ABOUT THIS EXERCISE: The expected output is the data itself, duplicated in full.
####################
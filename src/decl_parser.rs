//! @ai:module:intent Parse one-line C/C++ variable and function declarations
//! @ai:module:layer application
//! @ai:module:public_api parse_declaration, parse_function_header, ParseError
//! @ai:module:depends_on declaration
//! @ai:module:stateless true

use crate::declaration::{FunctionHeader, QualifiedName, VariableDeclaration};
use once_cell::sync::Lazy;
use regex::Regex;
use thiserror::Error;

static IDENTIFIER: Lazy<Regex> =
    Lazy::new(|| Regex::new(r"^[A-Za-z_]\w*$").expect("Invalid regex"));
static QUALIFIED_IDENTIFIER: Lazy<Regex> =
    Lazy::new(|| Regex::new(r"^(?:[A-Za-z_]\w*::)*~?[A-Za-z_]\w*$").expect("Invalid regex"));
static TYPE_WORD: Lazy<Regex> =
    Lazy::new(|| Regex::new(r"^[A-Za-z_][\w:]*(?:<.*>)?$").expect("Invalid regex"));

/// Words that can never be the declared name.
const TYPE_KEYWORDS: [&str; 14] = [
    "void", "bool", "char", "short", "int", "long", "unsigned", "signed", "float", "double",
    "const", "volatile", "struct", "enum",
];

/// Specifiers that precede a function's return type but are not part of it.
const FUNCTION_SPECIFIERS: [&str; 5] = ["static", "inline", "extern", "virtual", "explicit"];

/// @ai:intent A declaration that the parser cannot interpret
#[derive(Error, Debug, Clone, PartialEq, Eq)]
#[error("The declaration \"{text}\" has wrong syntax: {reason}")]
pub struct ParseError {
    pub text: String,
    pub reason: String,
}

impl ParseError {
    fn new(text: &str, reason: impl Into<String>) -> Self {
        Self {
            text: text.trim().to_string(),
            reason: reason.into(),
        }
    }
}

#[derive(Debug, PartialEq, Eq)]
enum Token {
    Word(String),
    Pointer(char),
}

/// Split into words and pointer/reference markers, keeping template ids whole.
fn tokenize(text: &str) -> Vec<Token> {
    let mut tokens = Vec::new();
    let mut word = String::new();
    let mut depth = 0usize;

    fn flush(word: &mut String, tokens: &mut Vec<Token>) {
        if !word.is_empty() {
            tokens.push(Token::Word(std::mem::take(word)));
        }
    }

    for ch in text.chars() {
        match ch {
            '<' => {
                depth += 1;
                word.push(ch);
            }
            '>' => {
                depth = depth.saturating_sub(1);
                word.push(ch);
            }
            '*' | '&' if depth == 0 => {
                flush(&mut word, &mut tokens);
                tokens.push(Token::Pointer(ch));
            }
            c if c.is_whitespace() && depth == 0 => flush(&mut word, &mut tokens),
            c => word.push(c),
        }
    }
    flush(&mut word, &mut tokens);
    tokens
}

/// Normalized type text: words separated by one space, then the pointer markers.
fn type_text(tokens: &[Token]) -> Option<String> {
    let words: Vec<&str> = tokens
        .iter()
        .filter_map(|t| match t {
            Token::Word(w) => Some(w.as_str()),
            Token::Pointer(_) => None,
        })
        .collect();
    let pointers: String = tokens
        .iter()
        .filter_map(|t| match t {
            Token::Pointer(c) => Some(*c),
            Token::Word(_) => None,
        })
        .collect();

    if words.iter().all(|w| matches!(*w, "const" | "volatile")) {
        return None;
    }
    if pointers.is_empty() {
        Some(words.join(" "))
    } else {
        Some(format!("{} {}", words.join(" "), pointers))
    }
}

/// Split `type-tokens name` into its parts, checking every type word.
fn split_binding<'t>(
    text: &str,
    tokens: &'t [Token],
    name_pattern: &Regex,
) -> Result<(String, &'t str), ParseError> {
    let (name, type_tokens) = match tokens.split_last() {
        Some((Token::Word(name), rest)) => (name.as_str(), rest),
        _ => return Err(ParseError::new(text, "missing declared name")),
    };
    if !name_pattern.is_match(name) || TYPE_KEYWORDS.contains(&name) {
        return Err(ParseError::new(text, format!("\"{}\" is not a valid name", name)));
    }
    for token in type_tokens {
        if let Token::Word(w) = token {
            if !TYPE_WORD.is_match(w) {
                return Err(ParseError::new(text, format!("unexpected \"{}\"", w)));
            }
        }
    }
    let ty = type_text(type_tokens).ok_or_else(|| ParseError::new(text, "missing type"))?;
    Ok((ty, name))
}

/// @ai:intent Parse a variable declaration such as `IntList *q;`
/// @ai:example ("IntList* q;") -> type "IntList *", name "q"
/// @ai:example ("unsigned int  size") -> type "unsigned int", name "size"
/// @ai:effects pure
pub fn parse_declaration(text: &str) -> Result<VariableDeclaration, ParseError> {
    let decl = text.trim();
    let decl = decl.strip_suffix(';').unwrap_or(decl).trim_end();
    let decl = match decl.split_once('=') {
        Some((binding, _initializer)) => binding.trim_end(),
        None => decl,
    };
    if decl.contains('(') || decl.contains('[') {
        return Err(ParseError::new(
            text,
            "function pointers and arrays are not supported",
        ));
    }

    let tokens = tokenize(decl);
    let (ty, name) = split_binding(text, &tokens, &IDENTIFIER)?;
    Ok(VariableDeclaration::new(ty, name))
}

/// @ai:intent Parse the one-line declaration that follows an interface annotation
/// @ai:pre line holds the whole declaration, optionally followed by `{`
/// @ai:example ("bool Stack::push(int x) {") -> bool, Stack::push, [int x]
/// @ai:effects pure
pub fn parse_function_header(line: &str) -> Result<FunctionHeader, ParseError> {
    let open = line
        .find('(')
        .ok_or_else(|| ParseError::new(line, "missing argument list"))?;
    let close = matching_paren(line, open)
        .ok_or_else(|| ParseError::new(line, "unbalanced parentheses"))?;

    let trailer = line[close + 1..].trim();
    let trailer_ok = trailer.is_empty()
        || trailer.starts_with('{')
        || trailer.starts_with(';')
        || trailer.starts_with("const")
        || trailer.starts_with("noexcept");
    if !trailer_ok {
        return Err(ParseError::new(
            line,
            "the declaration must fit on one line",
        ));
    }

    let head = &line[..open];
    if head.contains("template") || head.trim_end().ends_with('>') {
        return Err(ParseError::new(line, "templates are not supported"));
    }
    let tokens: Vec<Token> = tokenize(head)
        .into_iter()
        .skip_while(|t| matches!(t, Token::Word(w) if FUNCTION_SPECIFIERS.contains(&w.as_str())))
        .collect();
    let (return_type, name) = split_binding(line, &tokens, &QUALIFIED_IDENTIFIER)?;

    let args = split_arguments(&line[open + 1..close])
        .into_iter()
        .map(parse_declaration)
        .collect::<Result<Vec<_>, _>>()
        .map_err(|e| ParseError::new(line, format!("argument {}", e.reason)))?;

    Ok(FunctionHeader {
        return_type,
        name: QualifiedName::new(name),
        args,
        header_line: line.to_string(),
    })
}

fn matching_paren(text: &str, open: usize) -> Option<usize> {
    let mut depth = 0usize;
    for (idx, ch) in text.char_indices().skip_while(|(i, _)| *i < open) {
        match ch {
            '(' => depth += 1,
            ')' => {
                depth -= 1;
                if depth == 0 {
                    return Some(idx);
                }
            }
            _ => {}
        }
    }
    None
}

/// Split an argument list at top-level commas; `()` and `(void)` are empty.
fn split_arguments(list: &str) -> Vec<&str> {
    let list = list.trim();
    if list.is_empty() || list == "void" {
        return Vec::new();
    }

    let mut args = Vec::new();
    let mut depth = 0i32;
    let mut start = 0;
    for (idx, ch) in list.char_indices() {
        match ch {
            '(' | '<' => depth += 1,
            ')' | '>' => depth -= 1,
            ',' if depth == 0 => {
                args.push(list[start..idx].trim());
                start = idx + 1;
            }
            _ => {}
        }
    }
    args.push(list[start..].trim());
    args
}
####################
THE ANSWER:
filename src/decl_parser.rs
//! @ai:module:intent Parse one-line C/C++ variable and function declarations
//! @ai:module:layer application
//! @ai:module:public_api parse_declaration, parse_function_header, ParseError
//! @ai:module:depends_on declaration
//! @ai:module:stateless true

use crate::declaration::{FunctionHeader, QualifiedName, VariableDeclaration};
use once_cell::sync::Lazy;
use regex::Regex;
use thiserror::Error;

static IDENTIFIER: Lazy<Regex> =
    Lazy::new(|| Regex::new(r"^[A-Za-z_]\w*$").expect("Invalid regex"));
static QUALIFIED_IDENTIFIER: Lazy<Regex> =
    Lazy::new(|| Regex::new(r"^(?:[A-Za-z_]\w*::)*~?[A-Za-z_]\w*$").expect("Invalid regex"));
static TYPE_WORD: Lazy<Regex> =
    Lazy::new(|| Regex::new(r"^[A-Za-z_][\w:]*(?:<.*>)?$").expect("Invalid regex"));

/// Words that can never be the declared name.
const TYPE_KEYWORDS: [&str; 14] = [
    "void", "bool", "char", "short", "int", "long", "unsigned", "signed", "float", "double",
    "const", "volatile", "struct", "enum",
];

/// Specifiers that precede a function's return type but are not part of it.
const FUNCTION_SPECIFIERS: [&str; 5] = ["static", "inline", "extern", "virtual", "explicit"];

/// @ai:intent A declaration that the parser cannot interpret
#[derive(Error, Debug, Clone, PartialEq, Eq)]
#[error("The declaration \"{text}\" has wrong syntax: {reason}")]
pub struct ParseError {
    pub text: String,
    pub reason: String,
}

impl ParseError {
    fn new(text: &str, reason: impl Into<String>) -> Self {
        Self {
            text: text.trim().to_string(),
            reason: reason.into(),
        }
    }
}

#[derive(Debug, PartialEq, Eq)]
enum Token {
    Word(String),
    Pointer(char),
}

/// Split into words and pointer/reference markers, keeping template ids whole.
fn tokenize(text: &str) -> Vec<Token> {
    let mut tokens = Vec::new();
    let mut word = String::new();
    let mut depth = 0usize;

    fn flush(word: &mut String, tokens: &mut Vec<Token>) {
        if !word.is_empty() {
            tokens.push(Token::Word(std::mem::take(word)));
        }
    }

    for ch in text.chars() {
        match ch {
            '<' => {
                depth += 1;
                word.push(ch);
            }
            '>' => {
                depth = depth.saturating_sub(1);
                word.push(ch);
            }
            '*' | '&' if depth == 0 => {
                flush(&mut word, &mut tokens);
                tokens.push(Token::Pointer(ch));
            }
            c if c.is_whitespace() && depth == 0 => flush(&mut word, &mut tokens),
            c => word.push(c),
        }
    }
    flush(&mut word, &mut tokens);
    tokens
}

/// Normalized type text: words separated by one space, then the pointer markers.
fn type_text(tokens: &[Token]) -> Option<String> {
    let words: Vec<&str> = tokens
        .iter()
        .filter_map(|t| match t {
            Token::Word(w) => Some(w.as_str()),
            Token::Pointer(_) => None,
        })
        .collect();
    let pointers: String = tokens
        .iter()
        .filter_map(|t| match t {
            Token::Pointer(c) => Some(*c),
            Token::Word(_) => None,
        })
        .collect();

    if words.iter().all(|w| matches!(*w, "const" | "volatile")) {
        return None;
    }
    if pointers.is_empty() {
        Some(words.join(" "))
    } else {
        Some(format!("{} {}", words.join(" "), pointers))
    }
}

/// Split `type-tokens name` into its parts, checking every type word.
fn split_binding<'t>(
    text: &str,
    tokens: &'t [Token],
    name_pattern: &Regex,
) -> Result<(String, &'t str), ParseError> {
    let (name, type_tokens) = match tokens.split_last() {
        Some((Token::Word(name), rest)) => (name.as_str(), rest),
        _ => return Err(ParseError::new(text, "missing declared name")),
    };
    if !name_pattern.is_match(name) || TYPE_KEYWORDS.contains(&name) {
        return Err(ParseError::new(text, format!("\"{}\" is not a valid name", name)));
    }
    for token in type_tokens {
        if let Token::Word(w) = token {
            if !TYPE_WORD.is_match(w) {
                return Err(ParseError::new(text, format!("unexpected \"{}\"", w)));
            }
        }
    }
    let ty = type_text(type_tokens).ok_or_else(|| ParseError::new(text, "missing type"))?;
    Ok((ty, name))
}

/// @ai:intent Parse a variable declaration such as `IntList *q;`
/// @ai:example ("IntList* q;") -> type "IntList *", name "q"
/// @ai:example ("unsigned int  size") -> type "unsigned int", name "size"
/// @ai:effects pure
pub fn parse_declaration(text: &str) -> Result<VariableDeclaration, ParseError> {
    let decl = text.trim();
    let decl = decl.strip_suffix(';').unwrap_or(decl).trim_end();
    let decl = match decl.split_once('=') {
        Some((binding, _initializer)) => binding.trim_end(),
        None => decl,
    };
    if decl.contains('(') || decl.contains('[') {
        return Err(ParseError::new(
            text,
            "function pointers and arrays are not supported",
        ));
    }

    let tokens = tokenize(decl);
    let (ty, name) = split_binding(text, &tokens, &IDENTIFIER)?;
    Ok(VariableDeclaration::new(ty, name))
}

/// @ai:intent Parse the one-line declaration that follows an interface annotation
/// @ai:pre line holds the whole declaration, optionally followed by `{`
/// @ai:example ("bool Stack::push(int x) {") -> bool, Stack::push, [int x]
/// @ai:effects pure
pub fn parse_function_header(line: &str) -> Result<FunctionHeader, ParseError> {
    let open = line
        .find('(')
        .ok_or_else(|| ParseError::new(line, "missing argument list"))?;
    let close = matching_paren(line, open)
        .ok_or_else(|| ParseError::new(line, "unbalanced parentheses"))?;

    let trailer = line[close + 1..].trim();
    let trailer_ok = trailer.is_empty()
        || trailer.starts_with('{')
        || trailer.starts_with(';')
        || trailer.starts_with("const")
        || trailer.starts_with("noexcept");
    if !trailer_ok {
        return Err(ParseError::new(
            line,
            "the declaration must fit on one line",
        ));
    }

    let head = &line[..open];
    if head.contains("template") || head.trim_end().ends_with('>') {
        return Err(ParseError::new(line, "templates are not supported"));
    }
    let tokens: Vec<Token> = tokenize(head)
        .into_iter()
        .skip_while(|t| matches!(t, Token::Word(w) if FUNCTION_SPECIFIERS.contains(&w.as_str())))
        .collect();
    let (return_type, name) = split_binding(line, &tokens, &QUALIFIED_IDENTIFIER)?;

    let args = split_arguments(&line[open + 1..close])
        .into_iter()
        .map(parse_declaration)
        .collect::<Result<Vec<_>, _>>()
        .map_err(|e| ParseError::new(line, format!("argument {}", e.reason)))?;

    Ok(FunctionHeader {
        return_type,
        name: QualifiedName::new(name),
        args,
        header_line: line.to_string(),
    })
}

fn matching_paren(text: &str, open: usize) -> Option<usize> {
    let mut depth = 0usize;
    for (idx, ch) in text.char_indices().skip_while(|(i, _)| *i < open) {
        match ch {
            '(' => depth += 1,
            ')' => {
                depth -= 1;
                if depth == 0 {
                    return Some(idx);
                }
            }
            _ => {}
        }
    }
    None
}

/// Split an argument list at top-level commas; `()` and `(void)` are empty.
fn split_arguments(list: &str) -> Vec<&str> {
    let list = list.trim();
    if list.is_empty() || list == "void" {
        return Vec::new();
    }

    let mut args = Vec::new();
    let mut depth = 0i32;
    let mut start = 0;
    for (idx, ch) in list.char_indices() {
        match ch {
            '(' | '<' => depth += 1,
            ')' | '>' => depth -= 1,
            ',' if depth == 0 => {
                args.push(list[start..idx].trim());
                start = idx + 1;
            }
            _ => {}
        }
    }
    args.push(list[start..].trim());
    args
}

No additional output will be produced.